As part of the first ever UK City of Culture programme for 2013, Void Gallery are proud to present critically acclaimed artist Candice Breitz and her two part video installation Him + Her. Through a multi-screen installation of reconfigured and composited film scenes featuring Hollywood icons Meryl Streep and Jack Nicholson, Breitz prompts us to question how our identities are constructed through media representations, spectatorship and participation. Him + Her addresses the politics of gender and subjectivity articulated through the discursive terrain of globalisation and media consumption.

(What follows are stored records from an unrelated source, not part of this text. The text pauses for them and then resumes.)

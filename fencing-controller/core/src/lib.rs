//! PostgreSQL cluster fencing
//!
//! Fencing stops a database instance from accepting client connections while
//! leaving it provisioned and keeping its place in the cluster's
//! primary/replica topology. The set of fenced instances is declared on the
//! cluster (see [`FencingSet`]) and mutated through [`command`]s; a
//! [`reconcile::Reconciler`] drives every live instance toward the declared
//! state through an [`executor::Execute`] implementation:
//!
//! ```text
//! [ command ] -> [ DeclarationStore ] -> [ Reconciler ] -> [ Executor ] -> [ instance ]
//!                                              |
//!                                       [ TopologyGuard ]
//! ```
//!
//! Per-instance progress is tracked as a [`FencingState`]. The state is derived:
//! it is recomputed from the declaration and the live inventory on every pass
//! and is forgotten as soon as an instance leaves the inventory.
//!
//! The [`guard::TopologyGuard`] is a read-only view over the same states that
//! other subsystems consult before changing an instance's role.

#![deny(warnings, rust_2018_idioms)]
#![forbid(unsafe_code)]

pub mod command;
pub mod executor;
mod fencing_set;
pub mod guard;
mod instance;
pub mod reconcile;
mod state;
pub mod store;


pub use self::{
    fencing_set::{FencingSet, ParseError, WILDCARD},
    guard::{RoleViolation, TopologyGuard},
    instance::{InstanceId, InstanceStatus, Role, RoleAssignment},
    reconcile::{Convergence, Observation, Reconciler, RetryPolicy},
    state::{Action, FencingState},
};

Upon entering the gallery, the viewer is presented with a choice, to visit the room of Him (Jack Nicholson) or of Her (Meryl Streep), a premier for the work to be shown in this particular way. The exhibition consists of two seven-screen installations, each with a vertical spine of three screens that has two screens positioned centrally on either side. Breitz carefully selected from twenty-three films made over forty years for Nicholson and from twenty-eight films over thirty years for Streep. Removing the background of the film scenes, Breitz directs us to focus on the actors and then utilises their recreated dramatised monologues to not only entertain us but draw to us in, playing with our admiration and nostalgia, prompting a creative participatory process for the viewer which has the potential to be profoundly self-reflexive. As mediated screen images are now embedded in almost every aspect of our everyday life and, as avoiding screen time becomes more and more culturally challenging, Breitz now asks us to consider what we are experiencing and what is really happening as part of this process. Him + Her draws upon the questions and consequences that are revealed when screens becomes the disciplining agency from which we begin to both identify and construct ourselves.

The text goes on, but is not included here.